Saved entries
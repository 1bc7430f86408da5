//! Contract Queries - V2 架构

use crate::domain::contract::ContractId;

/// 获取契约详情查询
#[derive(Debug, Clone)]
pub struct GetContract {
    pub id: ContractId,
}

/// 列出所有契约查询
#[derive(Debug, Clone)]
pub struct ListContracts;
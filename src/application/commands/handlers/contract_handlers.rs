//! Contract Command Handlers - V2 架构

use std::sync::Arc;

use crate::application::commands::{CreateContract, SaveContract};
use crate::application::contract_store::ContractStore;
use crate::application::error::ApplicationError;
use crate::domain::contract::{CharacterContract, ContractDraft};

// ============================================================================
// CreateContract
// ============================================================================

/// 创建契约响应
///
/// 返回补全默认值后实际入库的契约。
#[derive(Debug, Clone)]
pub struct CreateContractResponse {
    pub contract: CharacterContract,
}

/// CreateContract Handler
pub struct CreateContractHandler {
    store: Arc<ContractStore>,
}

impl CreateContractHandler {
    pub fn new(store: Arc<ContractStore>) -> Self {
        Self { store }
    }

    pub async fn handle(
        &self,
        command: CreateContract,
    ) -> Result<CreateContractResponse, ApplicationError> {
        let draft = ContractDraft {
            id: command.id,
            display_name: command.display_name,
            archetype: command.archetype,
            psych_profile: command.psych_profile,
            voice_requirements: command.voice_requirements,
            forbidden_traits: command.forbidden_traits,
            test_script: command.test_script,
            description: command.description,
            notes: command.notes,
        };

        let contract = CharacterContract::with_defaults(draft)?;

        self.store.save(&contract).await?;

        tracing::info!(
            contract_id = %contract.id,
            display_name = %contract.display_name,
            "Contract created"
        );

        Ok(CreateContractResponse { contract })
    }
}

// ============================================================================
// SaveContract
// ============================================================================

/// SaveContract Handler
pub struct SaveContractHandler {
    store: Arc<ContractStore>,
}

impl SaveContractHandler {
    pub fn new(store: Arc<ContractStore>) -> Self {
        Self { store }
    }

    pub async fn handle(&self, command: SaveContract) -> Result<(), ApplicationError> {
        let contract = command.contract;

        self.store.save(&contract).await?;

        tracing::info!(
            contract_id = %contract.id,
            display_name = %contract.display_name,
            "Contract saved"
        );

        Ok(())
    }
}
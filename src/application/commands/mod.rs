//! 应用层 - 命令（写操作）
//!
//! CQRS 命令侧：处理所有写操作

mod contract_commands;

pub mod handlers;

pub use contract_commands::*;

* **INSTRUCTIONS FOR THE TASK**:
For each line above that contains "impl", make a copy.

* **TASK RESULT**:
impl CreateContractHandler {
impl SaveContractHandler {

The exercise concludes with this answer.